Es gibt extrem viel zu bestaunen, sind doch mehrere hundert Modelle zu sehen. Die Palette reicht von so genannten Groschenspielzeugen, die früher für ganz wenig Geld erworben werden konnten, bis hin zu extrem detailgetreu und dadurch sehr aufwändig gefertigten Blechspielzeugen. Zu Ersteren verriet Joller: «Groschenspielzeuge sind durch die billige Machart sehr schnell kaputt gegangen. Deshalb gibt es nicht mehr viele davon und sie gelten dementsprechend mittlerweile sogar als Rarität.»

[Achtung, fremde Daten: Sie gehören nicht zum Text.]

//! Document analysis details (MVVM)
//!
//! - model.rs: multipart upload to the analysis service
//! - view_model.rs: AnalysisVm wrapping the workflow signal and the picked file
//! - view.rs: AnalysisPanel (loading, error, placeholder, result)
//! - clause_item.rs, progress.rs, audio_player.rs: pieces of the result view

mod audio_player;
mod clause_item;
pub mod model;
mod progress;
mod view;
mod view_model;

pub use view::AnalysisPanel;
pub use view_model::AnalysisVm;
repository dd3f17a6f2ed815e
/// Utilities for date and time formatting
///
/// History timestamps arrive as RFC 3339 strings written by the client that
/// saved them; they are shown in the viewer's local time.
use chrono::{DateTime, Local};

/// Format an RFC 3339 timestamp as "Mar 15, 2024 14:02" in local time
pub fn format_timestamp(raw: &str) -> String {
    match DateTime::parse_from_rfc3339(raw) {
        Ok(dt) => format_in_zone(&dt.with_timezone(&Local)),
        Err(_) => raw.to_string(),
    }
}

fn format_in_zone<Tz: chrono::TimeZone>(dt: &DateTime<Tz>) -> String
where
    Tz::Offset: std::fmt::Display,
{
    dt.format("%b %-d, %Y %H:%M").to_string()
}

#[cfg(test)]
mod tests {
    use super::*;

    #[test]
    fn test_format_in_zone() {
        let dt = DateTime::parse_from_rfc3339("2024-03-15T14:02:26.123+00:00").unwrap();
        assert_eq!(format_in_zone(&dt), "Mar 15, 2024 14:02");
    }

    #[test]
    fn test_format_timestamp_parses_rfc3339() {
        // Local zone varies between machines, only the shape is stable.
        let formatted = format_timestamp("2024-12-31T12:00:00Z");
        assert!(formatted.contains("2024") || formatted.contains("2025"));
        assert!(!formatted.contains('T'));
    }

    #[test]
    fn test_invalid_format() {
        assert_eq!(format_timestamp("invalid"), "invalid");
    }
}
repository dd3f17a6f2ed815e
use serde::{Deserialize, Serialize};

/// Languages the analysis report can be written in
#[derive(Debug, Clone, Copy, PartialEq, Eq, Hash, Default, Serialize, Deserialize)]
pub enum AnalysisLanguage {
    #[default]
    English,
    Hindi,
    Spanish,
    French,
    German,
    Tamil,
    Telugu,
    Mandarin,
}

impl AnalysisLanguage {
    pub fn display_name(&self) -> &'static str {
        match self {
            AnalysisLanguage::English => "English",
            AnalysisLanguage::Hindi => "Hindi",
            AnalysisLanguage::Spanish => "Spanish",
            AnalysisLanguage::French => "French",
            AnalysisLanguage::German => "German",
            AnalysisLanguage::Tamil => "Tamil",
            AnalysisLanguage::Telugu => "Telugu",
            AnalysisLanguage::Mandarin => "Mandarin",
        }
    }

    pub fn all() -> [AnalysisLanguage; 8] {
        [
            AnalysisLanguage::English,
            AnalysisLanguage::Hindi,
            AnalysisLanguage::Spanish,
            AnalysisLanguage::French,
            AnalysisLanguage::German,
            AnalysisLanguage::Tamil,
            AnalysisLanguage::Telugu,
            AnalysisLanguage::Mandarin,
        ]
    }

    /// Unknown names fall back to English
    pub fn from_display_name(name: &str) -> Self {
        Self::all()
            .into_iter()
            .find(|l| l.display_name() == name)
            .unwrap_or_default()
    }
}

impl std::fmt::Display for AnalysisLanguage {
    fn fmt(&self, f: &mut std::fmt::Formatter<'_>) -> std::fmt::Result {
        f.write_str(self.display_name())
    }
}

#[cfg(test)]
mod tests {
    use super::*;

    #[test]
    fn test_catalogue_order_starts_with_english() {
        let all = AnalysisLanguage::all();
        assert_eq!(all[0], AnalysisLanguage::English);
        assert_eq!(all.len(), 8);
    }

    #[test]
    fn test_from_display_name_falls_back() {
        assert_eq!(
            AnalysisLanguage::from_display_name("Tamil"),
            AnalysisLanguage::Tamil
        );
        assert_eq!(
            AnalysisLanguage::from_display_name("Klingon"),
            AnalysisLanguage::English
        );
    }
}
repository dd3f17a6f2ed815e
use crate::shared::icons::icon;
use crate::system::auth::context::{do_sign_out, use_auth};
use leptos::prelude::*;
use leptos_router::components::A;

#[component]
pub fn Header() -> impl IntoView {
    let (auth_state, set_auth_state) = use_auth();
    let (menu_open, set_menu_open) = signal(false);

    let sign_out = move |_| {
        set_menu_open.set(false);
        // The dashboard guard redirects once the user is gone.
        do_sign_out(set_auth_state);
    };

    let email = move || {
        auth_state
            .get()
            .user
            .and_then(|u| u.email)
            .unwrap_or_default()
    };

    view! {
        <header class="header">
            <div class="header__content">
                <A href="/" attr:class="header__brand">
                    {icon("shield-check")}
                    <h1 class="header__title">"LexiGuard"</h1>
                </A>

                <div class="header__actions">
                    <Show
                        when=move || auth_state.get().user.is_some()
                        fallback=|| view! {
                            <A href="/auth" attr:class="button button--primary">"Sign In"</A>
                        }
                    >
                        <div class="user-menu">
                            <button
                                class="user-menu__toggle"
                                aria-label="Open user menu"
                                on:click=move |_| set_menu_open.update(|open| *open = !*open)
                            >
                                {icon("user")}
                            </button>
                            <Show when=move || menu_open.get()>
                                <div class="user-menu__items">
                                    <div class="user-menu__identity">
                                        <p class="muted">"Signed in as"</p>
                                        <p class="user-menu__email">{email}</p>
                                    </div>
                                    <button class="user-menu__item" on:click=sign_out>
                                        {icon("log-out")}
                                        " Sign Out"
                                    </button>
                                </div>
                            </Show>
                        </div>
                    </Show>
                </div>
            </div>
        </header>
    }
}
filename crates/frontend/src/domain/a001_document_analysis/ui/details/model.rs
//! Document analysis - Model (API functions)

use contracts::domain::a001_document_analysis::aggregate::AnalysisResult;
use contracts::enums::{AnalysisLanguage, Persona};
use gloo_net::http::Request;
use wasm_bindgen::JsValue;
use web_sys::FormData;

use crate::shared::api_utils::{api_url, read_json, ApiError};

pub const ANALYZE_FALLBACK: &str = "Analysis failed. Please try again.";

fn form_error(err: JsValue) -> ApiError {
    ApiError::Network(format!("Could not build upload form: {:?}", err))
}

/// Upload a document for clause analysis
pub async fn analyze_document(
    file: &web_sys::File,
    persona: Persona,
    language: AnalysisLanguage,
) -> Result<AnalysisResult, ApiError> {
    let form = FormData::new().map_err(form_error)?;
    form.append_with_blob_and_filename("file", file, &file.name())
        .map_err(form_error)?;
    form.append_with_str("persona", persona.display_name())
        .map_err(form_error)?;
    form.append_with_str("language", language.display_name())
        .map_err(form_error)?;

    log::info!(
        "Analyzing {} ({} bytes) as {} in {}",
        file.name(),
        file.size() as u64,
        persona,
        language
    );

    // The browser sets the multipart boundary header itself
    let response = Request::post(&api_url("/api/analyze"))
        .body(form)?
        .send()
        .await?;

    read_json(response, ANALYZE_FALLBACK).await
}
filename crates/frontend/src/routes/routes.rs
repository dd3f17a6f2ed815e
use crate::system::auth::context::use_auth;
use crate::system::auth::guard::{RequireAnonymous, RequireAuth};
use crate::system::pages::auth_page::AuthPage;
use crate::system::pages::dashboard::DashboardPage;
use crate::system::pages::landing::LandingPage;
use leptos::prelude::*;
use leptos_router::components::{Redirect, Route, Router, Routes};
use leptos_router::path;

#[component]
fn LandingRoute() -> impl IntoView {
    view! {
        <RequireAnonymous>
            <LandingPage />
        </RequireAnonymous>
    }
}

#[component]
fn AuthRoute() -> impl IntoView {
    view! {
        <RequireAnonymous>
            <AuthPage />
        </RequireAnonymous>
    }
}

#[component]
fn DashboardRoute() -> impl IntoView {
    view! {
        <RequireAuth>
            <DashboardPage />
        </RequireAuth>
    }
}

#[component]
pub fn AppRoutes() -> impl IntoView {
    let (auth_state, _) = use_auth();

    // Hold every route back until the stored session has been checked,
    // otherwise a signed-in user briefly lands on the public pages.
    view! {
        <Show
            when=move || !auth_state.get().loading
            fallback=|| view! {
                <div class="splash">
                    <p>"Loading..."</p>
                </div>
            }
        >
            <Router>
                <Routes fallback=|| view! { <Redirect path="/" /> }>
                    <Route path=path!("/") view=LandingRoute />
                    <Route path=path!("/auth") view=AuthRoute />
                    <Route path=path!("/dashboard") view=DashboardRoute />
                </Routes>
            </Router>
        </Show>
    }
}
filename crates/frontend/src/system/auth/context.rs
use chrono::Utc;
use contracts::system::auth::{AuthSession, AuthUser};
use leptos::prelude::*;
use leptos::task::spawn_local;

use super::{api, storage};
use crate::shared::api_utils::ApiError;

#[derive(Clone, Debug, PartialEq)]
pub struct AuthState {
    pub user: Option<AuthUser>,
    /// True until the stored session has been checked on startup
    pub loading: bool,
}

impl Default for AuthState {
    fn default() -> Self {
        Self {
            user: None,
            loading: true,
        }
    }
}

impl AuthState {
    pub fn signed_in(user: AuthUser) -> Self {
        Self {
            user: Some(user),
            loading: false,
        }
    }

    pub fn signed_out() -> Self {
        Self {
            user: None,
            loading: false,
        }
    }
}

#[derive(Clone, Copy, Debug, PartialEq, Eq)]
pub enum AuthMode {
    SignIn,
    SignUp,
}

/// Auth context provider component
#[component]
pub fn AuthProvider(children: ChildrenFn) -> impl IntoView {
    let (auth_state, set_auth_state) = signal(AuthState::default());

    // Try to restore session from localStorage on mount
    Effect::new(move |_| {
        spawn_local(async move {
            let state = match restore_session().await {
                Some(user) => {
                    log::info!("Restored session for {}", user.uid);
                    AuthState::signed_in(user)
                }
                None => AuthState::signed_out(),
            };
            set_auth_state.set(state);
        });
    });

    provide_context(auth_state);
    provide_context(set_auth_state);

    children()
}

/// Validates the stored session against the provider, refreshing once if needed
async fn restore_session() -> Option<AuthUser> {
    let mut session = storage::load_session()?;

    if session.needs_refresh(Utc::now()) {
        match api::refresh(&session).await {
            Ok(fresh) => {
                storage::save_session(&fresh);
                session = fresh;
            }
            Err(e) => return fall_back(session, e),
        }
    }

    match api::lookup(&session.id_token).await {
        Ok(user) => Some(user),
        Err(e) if !discards_session(&e) => fall_back(session, e),
        Err(_) => {
            // Token rejected, try refresh
            let fresh = match api::refresh(&session).await {
                Ok(fresh) => fresh,
                Err(e) => return fall_back(session, e),
            };
            storage::save_session(&fresh);
            match api::lookup(&fresh.id_token).await {
                Ok(user) => Some(user),
                Err(e) => fall_back(fresh, e),
            }
        }
    }
}

/// Only an answer from the provider ends a stored session; transport
/// failures leave it for the next start.
fn discards_session(err: &ApiError) -> bool {
    matches!(err, ApiError::Auth(_) | ApiError::Http { .. })
}

fn fall_back(session: AuthSession, err: ApiError) -> Option<AuthUser> {
    if discards_session(&err) {
        log::warn!("Stored session rejected: {}", err);
        storage::clear_session();
        None
    } else {
        log::warn!("Could not verify stored session, keeping it: {}", err);
        Some(session.user)
    }
}

/// Hook to access auth state
pub fn use_auth() -> (ReadSignal<AuthState>, WriteSignal<AuthState>) {
    let auth_state =
        use_context::<ReadSignal<AuthState>>().expect("AuthProvider not found in component tree");
    let set_auth_state =
        use_context::<WriteSignal<AuthState>>().expect("AuthProvider not found in component tree");

    (auth_state, set_auth_state)
}

/// Bearer token for the analysis service, refreshed when close to expiry
pub async fn id_token() -> Result<String, ApiError> {
    let session = storage::load_session()
        .ok_or_else(|| ApiError::Auth("You are not signed in.".into()))?;

    if !session.needs_refresh(Utc::now()) {
        return Ok(session.id_token);
    }

    let fresh = api::refresh(&session).await?;
    storage::save_session(&fresh);
    Ok(fresh.id_token)
}

/// Sign in or sign up, persisting the session and updating auth state
pub async fn do_authenticate(
    mode: AuthMode,
    email: String,
    password: String,
    set_auth_state: WriteSignal<AuthState>,
) -> Result<(), ApiError> {
    let session: AuthSession = match mode {
        AuthMode::SignIn => api::sign_in(email, password).await?,
        AuthMode::SignUp => api::sign_up(email, password).await?,
    };

    storage::save_session(&session);
    log::info!("Signed in as {}", session.user.uid);
    set_auth_state.set(AuthState::signed_in(session.user));

    Ok(())
}

/// Sign out locally; the provider keeps no server-side session to revoke
pub fn do_sign_out(set_auth_state: WriteSignal<AuthState>) {
    storage::clear_session();
    set_auth_state.set(AuthState::signed_out());
}

#[cfg(test)]
mod tests {
    use super::*;

    #[test]
    fn test_initial_state_is_loading() {
        let state = AuthState::default();
        assert!(state.loading);
        assert!(state.user.is_none());
    }

    #[test]
    fn test_signed_in_and_out_finish_loading() {
        let user = AuthUser {
            uid: "uid-1".into(),
            email: Some("a@b.co".into()),
        };
        assert!(!AuthState::signed_in(user.clone()).loading);
        assert_eq!(AuthState::signed_in(user.clone()).user, Some(user));
        assert_eq!(AuthState::signed_out(), AuthState { user: None, loading: false });
    }

    #[test]
    fn test_provider_rejection_discards_session() {
        assert!(discards_session(&ApiError::Auth(
            "Your session has expired. Please sign in again.".into()
        )));
        assert!(discards_session(&ApiError::Http {
            status: 400,
            detail: "TOKEN_EXPIRED".into(),
        }));
    }

    #[test]
    fn test_offline_keeps_session() {
        assert!(!discards_session(&ApiError::Network(
            "Failed to fetch".into()
        )));
        assert!(!discards_session(&ApiError::Decode("unexpected EOF".into())));
    }
}
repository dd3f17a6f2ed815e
pub mod aggregate;
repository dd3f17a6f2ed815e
use contracts::domain::a001_document_analysis::aggregate::{Clause, RiskLevel};
use leptos::prelude::*;

use crate::shared::icons::icon;
use crate::shared::markup::parse_bold_segments;

fn risk_icon(level: RiskLevel) -> &'static str {
    match level {
        RiskLevel::Neutral => "check-circle",
        RiskLevel::Attention => "alert-triangle",
        RiskLevel::Critical => "shield-alert",
    }
}

fn risk_modifier(level: RiskLevel) -> &'static str {
    match level {
        RiskLevel::Neutral => "clause--neutral",
        RiskLevel::Attention => "clause--attention",
        RiskLevel::Critical => "clause--critical",
    }
}

#[component]
fn RagWarning(text: String) -> impl IntoView {
    view! {
        <div class="clause__warning">
            {icon("info")}
            <p>
                {parse_bold_segments(&text)
                    .into_iter()
                    .map(|segment| {
                        if segment.bold {
                            view! { <strong>{segment.text}</strong> }.into_any()
                        } else {
                            view! { <span>{segment.text}</span> }.into_any()
                        }
                    })
                    .collect_view()}
            </p>
        </div>
    }
}

/// Collapsible clause card, colour-coded by risk level
#[component]
pub fn ClauseItem(clause: Clause) -> impl IntoView {
    let (open, set_open) = signal(false);
    let level = clause.risk_level;

    view! {
        <div class=format!("clause {}", risk_modifier(level))>
            <button
                type="button"
                class="clause__header"
                on:click=move |_| set_open.update(|o| *o = !*o)
            >
                <span class="clause__level">
                    {icon(risk_icon(level))}
                    <span>{level.as_str()}</span>
                </span>
                <span class="clause__chevron" class:clause__chevron--open=move || open.get()>
                    {icon("chevron-down")}
                </span>
            </button>
            <Show when=move || open.get()>
                <div class="clause__body">
                    {clause.rag_warning.clone().map(|text| view! { <RagWarning text=text /> })}
                    <p class="clause__caption">"Plain Language Explanation:"</p>
                    <p class="clause__explanation">{clause.explanation.clone()}</p>
                    <p class="clause__caption clause__caption--muted">"Original Clause Text:"</p>
                    <blockquote class="clause__original">{clause.clause_text.clone()}</blockquote>
                </div>
            </Show>
        </div>
    }
}
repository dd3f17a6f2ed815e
pub mod api_error;
//! Text read aloud by the audio player

use contracts::domain::a001_document_analysis::aggregate::AnalysisResult;

pub fn narration_script(analysis: &AnalysisResult) -> String {
    let mut script = format!("Summary: {}", analysis.summary.trim());

    if analysis.clauses.is_empty() {
        return script;
    }

    script.push_str(" Now, for the clause analysis.");
    for (index, clause) in analysis.clauses.iter().enumerate() {
        script.push_str(&format!(
            " Clause {}. Risk level: {}. Explanation: {}.",
            index + 1,
            clause.risk_level,
            clause.explanation.trim().trim_end_matches('.')
        ));
    }

    script
}

#[cfg(test)]
mod tests {
    use super::*;
    use contracts::domain::a001_document_analysis::aggregate::{Clause, RiskLevel};

    #[test]
    fn test_script_lists_clauses_in_order() {
        let analysis = AnalysisResult {
            summary: "A standard lease.".into(),
            clauses: vec![
                Clause {
                    clause_text: "Rent is due monthly.".into(),
                    risk_level: RiskLevel::Neutral,
                    explanation: "Normal payment terms.".into(),
                    rag_warning: None,
                },
                Clause {
                    clause_text: "Landlord may enter at any time.".into(),
                    risk_level: RiskLevel::Critical,
                    explanation: "No notice is required".into(),
                    rag_warning: Some("Most states require **24 hours** notice.".into()),
                },
            ],
            full_text: String::new(),
            file_name: String::new(),
        };

        assert_eq!(
            narration_script(&analysis),
            "Summary: A standard lease. Now, for the clause analysis. \
             Clause 1. Risk level: Neutral. Explanation: Normal payment terms. \
             Clause 2. Risk level: Critical. Explanation: No notice is required."
        );
    }

    #[test]
    fn test_summary_only() {
        let analysis = AnalysisResult {
            summary: "Nothing to flag.".into(),
            clauses: Vec::new(),
            full_text: String::new(),
            file_name: String::new(),
        };
        assert_eq!(narration_script(&analysis), "Summary: Nothing to flag.");
    }
}
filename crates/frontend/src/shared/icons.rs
use leptos::prelude::*;

pub fn icon(name: &str) -> AnyView {
    match name {
        "shield-check" => view! {
            <svg width="24" height="24" viewBox="0 0 24 24" fill="none" stroke="currentColor" stroke-width="2" stroke-linecap="round" stroke-linejoin="round" aria-hidden="true">
                <path d="M12 22s8-4 8-10V5l-8-3-8 3v7c0 6 8 10 8 10z"/>
                <path d="M9 12l2 2 4-4"/>
            </svg>
        }.into_any(),
        "shield-alert" => view! {
            <svg width="20" height="20" viewBox="0 0 24 24" fill="none" stroke="currentColor" stroke-width="2" stroke-linecap="round" stroke-linejoin="round" aria-hidden="true">
                <path d="M12 22s8-4 8-10V5l-8-3-8 3v7c0 6 8 10 8 10z"/>
                <path d="M12 8v4"/>
                <path d="M12 16h.01"/>
            </svg>
        }.into_any(),
        "alert-triangle" => view! {
            <svg width="20" height="20" viewBox="0 0 24 24" fill="none" stroke="currentColor" stroke-width="2" stroke-linecap="round" stroke-linejoin="round" aria-hidden="true">
                <path d="M10.29 3.86L1.82 18a2 2 0 0 0 1.71 3h16.94a2 2 0 0 0 1.71-3L13.71 3.86a2 2 0 0 0-3.42 0z"/>
                <path d="M12 9v4"/>
                <path d="M12 17h.01"/>
            </svg>
        }.into_any(),
        "check-circle" => view! {
            <svg width="20" height="20" viewBox="0 0 24 24" fill="none" stroke="currentColor" stroke-width="2" stroke-linecap="round" stroke-linejoin="round" aria-hidden="true">
                <path d="M22 11.08V12a10 10 0 1 1-5.93-9.14"/>
                <path d="M22 4L12 14.01l-3-3"/>
            </svg>
        }.into_any(),
        "info" => view! {
            <svg width="20" height="20" viewBox="0 0 24 24" fill="none" stroke="currentColor" stroke-width="2" stroke-linecap="round" stroke-linejoin="round" aria-hidden="true">
                <circle cx="12" cy="12" r="10"/>
                <path d="M12 16v-4"/>
                <path d="M12 8h.01"/>
            </svg>
        }.into_any(),
        "upload" => view! {
            <svg width="48" height="48" viewBox="0 0 24 24" fill="none" stroke="currentColor" stroke-width="2" stroke-linecap="round" stroke-linejoin="round" aria-hidden="true">
                <path d="M14 2H6a2 2 0 0 0-2 2v16a2 2 0 0 0 2 2h12a2 2 0 0 0 2-2V8z"/>
                <path d="M14 2v6h6"/>
                <path d="M12 18v-6"/>
                <path d="M9 15l3-3 3 3"/>
            </svg>
        }.into_any(),
        "document" => view! {
            <svg width="20" height="20" viewBox="0 0 24 24" fill="none" stroke="currentColor" stroke-width="2" stroke-linecap="round" stroke-linejoin="round" aria-hidden="true">
                <path d="M14 2H6a2 2 0 0 0-2 2v16a2 2 0 0 0 2 2h12a2 2 0 0 0 2-2V8z"/>
                <path d="M14 2v6h6"/>
                <path d="M8 13h8"/>
                <path d="M8 17h5"/>
            </svg>
        }.into_any(),
        "x-circle" => view! {
            <svg width="20" height="20" viewBox="0 0 24 24" fill="none" stroke="currentColor" stroke-width="2" stroke-linecap="round" stroke-linejoin="round" aria-hidden="true">
                <circle cx="12" cy="12" r="10"/>
                <path d="M15 9l-6 6"/>
                <path d="M9 9l6 6"/>
            </svg>
        }.into_any(),
        "close" => view! {
            <svg width="20" height="20" viewBox="0 0 24 24" fill="none" stroke="currentColor" stroke-width="2" stroke-linecap="round" stroke-linejoin="round" aria-hidden="true">
                <path d="M18 6L6 18"/>
                <path d="M6 6l12 12"/>
            </svg>
        }.into_any(),
        "sparkles" => view! {
            <svg width="20" height="20" viewBox="0 0 24 24" fill="none" stroke="currentColor" stroke-width="2" stroke-linecap="round" stroke-linejoin="round" aria-hidden="true">
                <path d="M12 3l1.9 5.1L19 10l-5.1 1.9L12 17l-1.9-5.1L5 10l5.1-1.9z"/>
                <path d="M19 17l.8 2.2L22 20l-2.2.8L19 23l-.8-2.2L16 20l2.2-.8z"/>
            </svg>
        }.into_any(),
        "speaker" => view! {
            <svg width="20" height="20" viewBox="0 0 24 24" fill="none" stroke="currentColor" stroke-width="2" stroke-linecap="round" stroke-linejoin="round" aria-hidden="true">
                <path d="M11 5L6 9H2v6h4l5 4z"/>
                <path d="M15.54 8.46a5 5 0 0 1 0 7.07"/>
                <path d="M19.07 4.93a10 10 0 0 1 0 14.14"/>
            </svg>
        }.into_any(),
        "stop" => view! {
            <svg width="20" height="20" viewBox="0 0 24 24" fill="none" stroke="currentColor" stroke-width="2" stroke-linecap="round" stroke-linejoin="round" aria-hidden="true">
                <rect x="6" y="6" width="12" height="12" rx="1"/>
            </svg>
        }.into_any(),
        "chat" => view! {
            <svg width="28" height="28" viewBox="0 0 24 24" fill="none" stroke="currentColor" stroke-width="2" stroke-linecap="round" stroke-linejoin="round" aria-hidden="true">
                <path d="M21 15a2 2 0 0 1-2 2H7l-4 4V5a2 2 0 0 1 2-2h14a2 2 0 0 1 2 2z"/>
                <path d="M8 9h8"/>
                <path d="M8 13h5"/>
            </svg>
        }.into_any(),
        "send" => view! {
            <svg width="20" height="20" viewBox="0 0 24 24" fill="none" stroke="currentColor" stroke-width="2" stroke-linecap="round" stroke-linejoin="round" aria-hidden="true">
                <path d="M22 2L11 13"/>
                <path d="M22 2l-7 20-4-9-9-4z"/>
            </svg>
        }.into_any(),
        "chevron-down" => view! {
            <svg width="16" height="16" viewBox="0 0 24 24" fill="none" stroke="currentColor" stroke-width="2" stroke-linecap="round" stroke-linejoin="round" aria-hidden="true">
                <polyline points="6 9 12 15 18 9"/>
            </svg>
        }.into_any(),
        "summary" => view! {
            <svg width="20" height="20" viewBox="0 0 24 24" fill="none" stroke="currentColor" stroke-width="2" stroke-linecap="round" stroke-linejoin="round" aria-hidden="true">
                <path d="M3 6h18"/>
                <path d="M3 12h18"/>
                <path d="M3 18h12"/>
            </svg>
        }.into_any(),
        "user" => view! {
            <svg width="20" height="20" viewBox="0 0 24 24" fill="none" stroke="currentColor" stroke-width="2" stroke-linecap="round" stroke-linejoin="round" aria-hidden="true">
                <path d="M20 21v-2a4 4 0 0 0-4-4H8a4 4 0 0 0-4 4v2"/>
                <circle cx="12" cy="7" r="4"/>
            </svg>
        }.into_any(),
        "user-group" => view! {
            <svg width="20" height="20" viewBox="0 0 24 24" fill="none" stroke="currentColor" stroke-width="2" stroke-linecap="round" stroke-linejoin="round" aria-hidden="true">
                <path d="M17 21v-2a4 4 0 0 0-4-4H7a4 4 0 0 0-4 4v2"/>
                <circle cx="9" cy="7" r="4"/>
                <path d="M23 21v-2a4 4 0 0 0-3-3.87"/>
                <path d="M16 3.13a4 4 0 0 1 0 7.75"/>
            </svg>
        }.into_any(),
        "academic-cap" => view! {
            <svg width="20" height="20" viewBox="0 0 24 24" fill="none" stroke="currentColor" stroke-width="2" stroke-linecap="round" stroke-linejoin="round" aria-hidden="true">
                <path d="M22 10L12 5 2 10l10 5z"/>
                <path d="M6 12v5c3 2 9 2 12 0v-5"/>
            </svg>
        }.into_any(),
        "building-office" => view! {
            <svg width="20" height="20" viewBox="0 0 24 24" fill="none" stroke="currentColor" stroke-width="2" stroke-linecap="round" stroke-linejoin="round" aria-hidden="true">
                <path d="M3 22h18"/>
                <path d="M6 22V4h12v18"/>
                <path d="M10 8h4"/>
                <path d="M10 12h4"/>
                <path d="M10 16h4"/>
            </svg>
        }.into_any(),
        "log-out" => view! {
            <svg width="20" height="20" viewBox="0 0 24 24" fill="none" stroke="currentColor" stroke-width="2" stroke-linecap="round" stroke-linejoin="round" aria-hidden="true">
                <path d="M9 21H5a2 2 0 0 1-2-2V5a2 2 0 0 1 2-2h4"/>
                <polyline points="16 17 21 12 16 7"/>
                <path d="M21 12H9"/>
            </svg>
        }.into_any(),
        "eye" => view! {
            <svg width="20" height="20" viewBox="0 0 24 24" fill="none" stroke="currentColor" stroke-width="2" stroke-linecap="round" stroke-linejoin="round" aria-hidden="true">
                <path d="M1 12s4-8 11-8 11 8 11 8-4 8-11 8-11-8-11-8z"/>
                <circle cx="12" cy="12" r="3"/>
            </svg>
        }.into_any(),
        "eye-off" => view! {
            <svg width="20" height="20" viewBox="0 0 24 24" fill="none" stroke="currentColor" stroke-width="2" stroke-linecap="round" stroke-linejoin="round" aria-hidden="true">
                <path d="M17.94 17.94A10.07 10.07 0 0 1 12 20c-7 0-11-8-11-8a18.45 18.45 0 0 1 5.06-5.94"/>
                <path d="M9.9 4.24A9.12 9.12 0 0 1 12 4c7 0 11 8 11 8a18.5 18.5 0 0 1-2.16 3.19"/>
                <path d="M1 1l22 22"/>
            </svg>
        }.into_any(),
        "globe" => view! {
            <svg width="24" height="24" viewBox="0 0 24 24" fill="none" stroke="currentColor" stroke-width="2" stroke-linecap="round" stroke-linejoin="round" aria-hidden="true">
                <circle cx="12" cy="12" r="10"/>
                <path d="M2 12h20"/>
                <path d="M12 2a15.3 15.3 0 0 1 4 10 15.3 15.3 0 0 1-4 10 15.3 15.3 0 0 1-4-10 15.3 15.3 0 0 1 4-10z"/>
            </svg>
        }.into_any(),
        "language" => view! {
            <svg width="24" height="24" viewBox="0 0 24 24" fill="none" stroke="currentColor" stroke-width="2" stroke-linecap="round" stroke-linejoin="round" aria-hidden="true">
                <path d="M5 8l6 6"/>
                <path d="M4 14l6-6 2-3"/>
                <path d="M2 5h12"/>
                <path d="M7 2h1"/>
                <path d="M22 22l-5-10-5 10"/>
                <path d="M14 18h6"/>
            </svg>
        }.into_any(),
        _ => view! {
            <svg width="20" height="20" viewBox="0 0 24 24" fill="none" stroke="currentColor" stroke-width="2" stroke-linecap="round" stroke-linejoin="round" aria-hidden="true">
                <circle cx="12" cy="12" r="10"/>
                <path d="M12 8v4l3 3"/>
            </svg>
        }.into_any(),
    }
}
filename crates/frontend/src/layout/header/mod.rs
pub mod header;

pub use header::Header;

An der Vernissage kam zu Jollers üppiger Sammlung noch ein weiteres Stück hinzu. Der Präsident des Historischen Vereins Uri, Matthias Halter, schenkte ihm zum Dank ein aktuelles Modell eines Rega-Hubschraubers. Musikalisch umrahmt wurde der gut besuchte Eröffnungsevent von der Ländlerformation Donnschtig-Örgeler.

Matthias Halter, Präsident des Historischen Museums Uri (rechts), schenkte Remigi Joller an der Vernissage ein Modell eines Rega-Helikopters. (Bild: Urs Hanhart, 27. November 2018)

Matthias Halter, Präsident des Historischen Museums Uri (rechts), schenkte Remigi Joller an der Vernissage ein Modell eines Rega-Helikopters. (Bild: Urs Hanhart, 27. November 2018)

Deutschland beherrschte lange den Markt

Blechspielzeug gibt es schon sehr lange. Durch die industrielle Revolution wurde es im 19. Jahrhundert möglich, Blech fein auszuwalzen, zu verzinnen, maschinell auszustanzen und zu biegen. Ab etwa 1820 entstanden die ersten Fabriken, die Blechspielzeug maschinell herstellten. Obwohl es in fast allen Industrienationen Hersteller gab, beherrschte Deutschland bis zum Zweiten Weltkrieg diesen Markt. Das Zentrum der Produktion lag in Nürnberg und Umgebung sowie in Brandenburg. Während des Zweiten Weltkriegs kam die Produktion praktisch vollständig zum Erliegen. Nach dem Krieg erlebte die deutsche Blechspielzeugindustrie nochmals einen Aufschwung, brach jedoch anfangs der 1960er-Jahre vollständig ein. Ursache des Niedergangs war zunächst eine Billigproduktion in Japan und dann später das Aufkommen von Plastikspielzeug. Heute existieren nur noch wenige kleine spezialisierte Firmen, die vor allem Replikas von seltenen und teuren historischen Modellen fertigen. Daneben gibt es auch noch chinesische Billigprodukte auf dem Markt. (urh)

Die Sonderausstellung im Historischen Museum Uri dauert bis am 6. Januar 2019. Sie ist mittwochs, samstags und sonntags jeweils von 13 bis 17 Uhr geöffnet. Die Ausstellung kann auch - mit oder ohne Führung – für Familien- oder Firmenapéros gebucht werden (Auskunft erteilt Familie Arnold, Telefon 041 870 19 06).